Judges have absolute immunity for acts performed in their judicial capacities. Mireles v. Waco, 502 U.S. 9, 11 (1991) (upholding applicability of judicial immunity in section 1983 actions); Burdick v. Town of Schroeppel, 717 F. App'x 92, 93 (2d Cir. 2018) ("Judges acting in their judicial capacity are absolutely immune from suit, even where the plaintiff asserts constitutional violations under § 1983." (citing Bliven v. Hunt, 579 F.3d 204, 209 (2d Cir. 2009)); see also Shtrauch v. Dowd, 651 F. App'x 72, 73 (2d Cir. 2016) ("It is well settled that judges generally have absolute immunity from suits for money damages for their judicial actions." (quoting Bliven, 579 F.3d at 209)). "Absolute judicial immunity applies even if the judge allegedly acted in bad faith or with malice." Burdick, 717 F. App'x at 93 (citing Bliven, 579 F.3d at 209); Jackson v. Ramirez, 691 F. App'x 45, 46 (2d Cir. 2017) (same); Whitnum v.

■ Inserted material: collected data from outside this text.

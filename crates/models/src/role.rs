use sea_orm::entity::prelude::*;
use serde::{Deserialize, Serialize};
use strum::{Display, EnumString};

/// Role tag stored on every account; selects which profile table holds the
/// account's details
#[derive(
    Debug,
    Clone,
    Copy,
    PartialEq,
    Eq,
    Hash,
    EnumIter,
    DeriveActiveEnum,
    Display,
    EnumString,
    Serialize,
    Deserialize,
)]
#[sea_orm(rs_type = "String", db_type = "Text")]
#[serde(rename_all = "snake_case")]
#[strum(serialize_all = "snake_case")]
pub enum Role {
    /// Student
    #[sea_orm(string_value = "mahasiswa")]
    Mahasiswa,
    /// Lecturer
    #[sea_orm(string_value = "dosen")]
    Dosen,
    /// Department head
    #[sea_orm(string_value = "kajur")]
    Kajur,
    #[sea_orm(string_value = "rektor")]
    Rektor,
}

impl Role {
    /// Whether this role may maintain the course catalog
    pub fn manages_catalog(self) -> bool {
        matches!(self, Self::Kajur | Self::Rektor)
    }
}
use crate::{
    entities::{courses, department_heads, lecturers, students},
    error::{ServiceError, ServiceResult},
};
use sea_orm::{DatabaseConnection, EntityTrait};
use uuid::Uuid;

/// Authorization predicates. Each is a read without side effects and is
/// evaluated before anything is written.
pub struct AccessService;

impl AccessService {
    pub fn is_teaching(lecturer: &lecturers::Model, course: &courses::Model) -> bool {
        course.lecturer_id == Some(lecturer.id)
    }

    /// The lecturer is the student's dosen wali
    pub fn is_advisor_of(lecturer: &lecturers::Model, student: &students::Model) -> bool {
        student.advisor_id == Some(lecturer.id)
    }

    pub fn is_department_head_of(head: &department_heads::Model, department: &str) -> bool {
        head.department == department
    }

    pub fn is_self(student: &students::Model, target_id: Uuid) -> bool {
        student.id == target_id
    }

    /// Loads a course the lecturer teaches. A missing course is `NotFound`,
    /// someone else's course is `Forbidden`.
    pub async fn teaching_course(
        db: &DatabaseConnection,
        lecturer: &lecturers::Model,
        course_id: Uuid,
    ) -> ServiceResult<courses::Model> {
        let course = courses::Entity::find_by_id(course_id)
            .one(db)
            .await?
            .ok_or_else(|| ServiceError::not_found("course not found"))?;

        if !Self::is_teaching(lecturer, &course) {
            return Err(ServiceError::forbidden("you are not teaching this course"));
        }

        Ok(course)
    }

    pub fn ensure_self(student: &students::Model, target_id: Uuid) -> ServiceResult<()> {
        if Self::is_self(student, target_id) {
            Ok(())
        } else {
            Err(ServiceError::forbidden(
                "students can only change their own record",
            ))
        }
    }

    /// Loads a course whose lecturer belongs to the head's department
    pub async fn department_course(
        db: &DatabaseConnection,
        head: &department_heads::Model,
        course_id: Uuid,
    ) -> ServiceResult<(courses::Model, lecturers::Model)> {
        let (course, lecturer) = courses::Entity::find_by_id(course_id)
            .find_also_related(lecturers::Entity)
            .one(db)
            .await?
            .ok_or_else(|| ServiceError::not_found("course not found"))?;

        match lecturer {
            Some(lecturer) if Self::is_department_head_of(head, &lecturer.department) => {
                Ok((course, lecturer))
            }
            _ => Err(ServiceError::forbidden(
                "you can only manage courses in your department",
            )),
        }
    }
}

#[cfg(test)]
mod test {
    use super::*;
    use chrono::Utc;
    use models::status::{AcademicStatus, RecordStatus};

    fn lecturer(id: Uuid) -> lecturers::Model {
        lecturers::Model {
            id,
            user_id: Uuid::new_v4(),
            nidn: "0011223344".to_string(),
            name: "Dr. Sari".to_string(),
            email: "sari@kampus.ac.id".to_string(),
            department: "Informatika".to_string(),
            phone: None,
            status: RecordStatus::Aktif,
            created_at: Utc::now(),
            updated_at: Utc::now(),
        }
    }

    fn student(advisor_id: Option<Uuid>) -> students::Model {
        students::Model {
            id: Uuid::new_v4(),
            user_id: Uuid::new_v4(),
            nim: "2025000001".to_string(),
            name: "Budi".to_string(),
            department: "Informatika".to_string(),
            phone: None,
            academic_status: AcademicStatus::Aktif,
            semester: 1,
            gpa: 0.0,
            advisor_id,
            created_at: Utc::now(),
            updated_at: Utc::now(),
        }
    }

    #[test]
    fn test_advisor_predicate() {
        let advisor = lecturer(Uuid::new_v4());
        let other = lecturer(Uuid::new_v4());
        let advisee = student(Some(advisor.id));

        assert!(AccessService::is_advisor_of(&advisor, &advisee));
        assert!(!AccessService::is_advisor_of(&other, &advisee));
        assert!(!AccessService::is_advisor_of(&advisor, &student(None)));
    }

    #[test]
    fn test_self_predicate() {
        let budi = student(None);
        assert!(AccessService::ensure_self(&budi, budi.id).is_ok());
        assert!(matches!(
            AccessService::ensure_self(&budi, Uuid::new_v4()),
            Err(ServiceError::Forbidden(_))
        ));
    }
}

Emons, 683 F. App'x 71, 72 (2d Cir. 2017) (same). Immunity may only be overcome where (1) the challenged acts were not taken in the judge's judicial capacity or (2) the acts, "though judicial in nature, [were] taken in the complete absence of all jurisdiction." Burdick, 717 F. App'x at 93 (citing Mireles, 502 U.S. at 12; see also Chris H. v. New York, 740 F. App'x 740, 741 (2d Cir. 2018) ("First, a judge is not immune from liability for nonjudicial actions, i.e., actions not taken in the judge's judicial capacity. Second, a judge is not immune for actions, though judicial in nature, taken in the complete absence of all jurisdiction." (quoting Mireles, 502 U.S. at 12)).

Plaintiff's claims against the trial judge relate to the judge's judicial acts performed in his or her capacity as the assigned judge in Plaintiff's state criminal court case. Plaintiff has not alleged any facts to suggest that the judge took any actions other than in his or her judicial capacity. Accordingly, the Court dismisses Plaintiff's claim against the trial judge.

d. Claims against Plaintiff's defense attorney

Likewise, to the extent Plaintiff seeks to bring a claim against his criminal defense attorney, Mr. Silverman, he may not do so because Plaintiff's lawyer, as a private person, is beyond the scope of section 1983 liability.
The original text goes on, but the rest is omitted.